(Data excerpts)
• • •
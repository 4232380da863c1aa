//! Minimal arcade physics
//!
//! Just enough for a single-screen platformer: constant gravity, explicit
//! Euler integration, world-rectangle clamping, and separation of dynamic
//! bodies from immovable platforms. Group pairings are registered once at
//! scene creation and processed in registration order every step.

use glam::Vec2;

use super::body::{Aabb, Body};

/// Group pairs the scene registers with the world.
///
/// The three platform pairings separate the body from the platform. The two
/// player pairings only fire their callback; the player never pushes against
/// a star or a hazard.
#[derive(Debug, Clone, Copy, PartialEq, Eq)]
pub enum Interaction {
    PlayerPlatforms,
    StarsPlatforms,
    BombsPlatforms,
    /// Triggers the collect callback
    PlayerStars,
    /// Triggers the game-over callback
    PlayerBombs,
}

/// Physics world settings and registrations
#[derive(Debug, Clone)]
pub struct ArcadeWorld {
    pub gravity: Vec2,
    pub bounds: Aabb,
    /// Paused worlds neither integrate nor fire callbacks
    pub paused: bool,
    interactions: Vec<Interaction>,
}

impl ArcadeWorld {
    pub fn new(gravity: Vec2, size: Vec2) -> Self {
        Self {
            gravity,
            bounds: Aabb::new(Vec2::ZERO, size),
            paused: false,
            interactions: Vec::new(),
        }
    }

    /// Register a group pairing; duplicates are ignored
    pub fn register(&mut self, interaction: Interaction) {
        if !self.interactions.contains(&interaction) {
            self.interactions.push(interaction);
        }
    }

    pub fn interactions(&self) -> &[Interaction] {
        &self.interactions
    }

    pub fn pause(&mut self) {
        self.paused = true;
    }

    /// Apply gravity and velocity, then clamp to the world if requested
    pub fn integrate(&self, body: &mut Body, dt: f32) {
        if !body.enabled {
            return;
        }
        if body.allow_gravity {
            body.vel += self.gravity * dt;
        }
        body.pos += body.vel * dt;
        if body.collide_world_bounds {
            self.clamp_to_bounds(body);
        }
    }

    /// Push the body back inside the world, reflecting velocity by its bounce.
    /// Returns true if any edge was hit.
    pub fn clamp_to_bounds(&self, body: &mut Body) -> bool {
        let half = body.size * 0.5;
        let mut hit = false;

        if body.pos.x - half.x < self.bounds.min.x {
            body.pos.x = self.bounds.min.x + half.x;
            if body.vel.x < 0.0 {
                body.vel.x = -body.vel.x * body.bounce.x;
            }
            hit = true;
        } else if body.pos.x + half.x > self.bounds.max.x {
            body.pos.x = self.bounds.max.x - half.x;
            if body.vel.x > 0.0 {
                body.vel.x = -body.vel.x * body.bounce.x;
            }
            hit = true;
        }

        if body.pos.y - half.y < self.bounds.min.y {
            body.pos.y = self.bounds.min.y + half.y;
            if body.vel.y < 0.0 {
                body.vel.y = -body.vel.y * body.bounce.y;
            }
            hit = true;
        } else if body.pos.y + half.y > self.bounds.max.y {
            body.pos.y = self.bounds.max.y - half.y;
            if body.vel.y > 0.0 {
                body.vel.y = -body.vel.y * body.bounce.y;
            }
            hit = true;
        }

        hit
    }
}

/// Separate a dynamic body from an immovable box along the axis of least
/// penetration. Velocity into the box is reflected and scaled by bounce.
/// Returns true if the bodies were overlapping.
pub fn separate_from_static(body: &mut Body, wall: &Aabb) -> bool {
    if !body.enabled {
        return false;
    }
    let aabb = body.aabb();
    if !aabb.intersects(wall) {
        return false;
    }

    let depth = aabb.overlap(wall);
    let wall_center = wall.center();

    if depth.y <= depth.x {
        if body.pos.y < wall_center.y {
            // Landed on top
            body.pos.y -= depth.y;
            if body.vel.y > 0.0 {
                body.vel.y = -body.vel.y * body.bounce.y;
            }
        } else {
            // Bumped from below
            body.pos.y += depth.y;
            if body.vel.y < 0.0 {
                body.vel.y = -body.vel.y * body.bounce.y;
            }
        }
    } else if body.pos.x < wall_center.x {
        body.pos.x -= depth.x;
        if body.vel.x > 0.0 {
            body.vel.x = -body.vel.x * body.bounce.x;
        }
    } else {
        body.pos.x += depth.x;
        if body.vel.x < 0.0 {
            body.vel.x = -body.vel.x * body.bounce.x;
        }
    }

    true
}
• • •
_PROBLEM REQUIREMENTS_. The records shown above should be given again word for word.

_RESPONSE BOX_.
repository 4232380da863c1aa
//! Minimal arcade physics
//!
//! Just enough for a single-screen platformer: constant gravity, explicit
//! Euler integration, world-rectangle clamping, and separation of dynamic
//! bodies from immovable platforms. Group pairings are registered once at
//! scene creation and processed in registration order every step.

use glam::Vec2;

use super::body::{Aabb, Body};

/// Group pairs the scene registers with the world.
///
/// The three platform pairings separate the body from the platform. The two
/// player pairings only fire their callback; the player never pushes against
/// a star or a hazard.
#[derive(Debug, Clone, Copy, PartialEq, Eq)]
pub enum Interaction {
    PlayerPlatforms,
    StarsPlatforms,
    BombsPlatforms,
    /// Triggers the collect callback
    PlayerStars,
    /// Triggers the game-over callback
    PlayerBombs,
}

/// Physics world settings and registrations
#[derive(Debug, Clone)]
pub struct ArcadeWorld {
    pub gravity: Vec2,
    pub bounds: Aabb,
    /// Paused worlds neither integrate nor fire callbacks
    pub paused: bool,
    interactions: Vec<Interaction>,
}

impl ArcadeWorld {
    pub fn new(gravity: Vec2, size: Vec2) -> Self {
        Self {
            gravity,
            bounds: Aabb::new(Vec2::ZERO, size),
            paused: false,
            interactions: Vec::new(),
        }
    }

    /// Register a group pairing; duplicates are ignored
    pub fn register(&mut self, interaction: Interaction) {
        if !self.interactions.contains(&interaction) {
            self.interactions.push(interaction);
        }
    }

    pub fn interactions(&self) -> &[Interaction] {
        &self.interactions
    }

    pub fn pause(&mut self) {
        self.paused = true;
    }

    /// Apply gravity and velocity, then clamp to the world if requested
    pub fn integrate(&self, body: &mut Body, dt: f32) {
        if !body.enabled {
            return;
        }
        if body.allow_gravity {
            body.vel += self.gravity * dt;
        }
        body.pos += body.vel * dt;
        if body.collide_world_bounds {
            self.clamp_to_bounds(body);
        }
    }

    /// Push the body back inside the world, reflecting velocity by its bounce.
    /// Returns true if any edge was hit.
    pub fn clamp_to_bounds(&self, body: &mut Body) -> bool {
        let half = body.size * 0.5;
        let mut hit = false;

        if body.pos.x - half.x < self.bounds.min.x {
            body.pos.x = self.bounds.min.x + half.x;
            if body.vel.x < 0.0 {
                body.vel.x = -body.vel.x * body.bounce.x;
            }
            hit = true;
        } else if body.pos.x + half.x > self.bounds.max.x {
            body.pos.x = self.bounds.max.x - half.x;
            if body.vel.x > 0.0 {
                body.vel.x = -body.vel.x * body.bounce.x;
            }
            hit = true;
        }

        if body.pos.y - half.y < self.bounds.min.y {
            body.pos.y = self.bounds.min.y + half.y;
            if body.vel.y < 0.0 {
                body.vel.y = -body.vel.y * body.bounce.y;
            }
            hit = true;
        } else if body.pos.y + half.y > self.bounds.max.y {
            body.pos.y = self.bounds.max.y - half.y;
            if body.vel.y > 0.0 {
                body.vel.y = -body.vel.y * body.bounce.y;
            }
            hit = true;
        }

        hit
    }
}

/// Separate a dynamic body from an immovable box along the axis of least
/// penetration. Velocity into the box is reflected and scaled by bounce.
/// Returns true if the bodies were overlapping.
pub fn separate_from_static(body: &mut Body, wall: &Aabb) -> bool {
    if !body.enabled {
        return false;
    }
    let aabb = body.aabb();
    if !aabb.intersects(wall) {
        return false;
    }

    let depth = aabb.overlap(wall);
    let wall_center = wall.center();

    if depth.y <= depth.x {
        if body.pos.y < wall_center.y {
            // Landed on top
            body.pos.y -= depth.y;
            if body.vel.y > 0.0 {
                body.vel.y = -body.vel.y * body.bounce.y;
            }
        } else {
            // Bumped from below
            body.pos.y += depth.y;
            if body.vel.y < 0.0 {
                body.vel.y = -body.vel.y * body.bounce.y;
            }
        }
    } else if body.pos.x < wall_center.x {
        body.pos.x -= depth.x;
        if body.vel.x > 0.0 {
            body.vel.x = -body.vel.x * body.bounce.x;
        }
    } else {
        body.pos.x += depth.x;
        if body.vel.x < 0.0 {
            body.vel.x = -body.vel.x * body.bounce.x;
        }
    }

    true
}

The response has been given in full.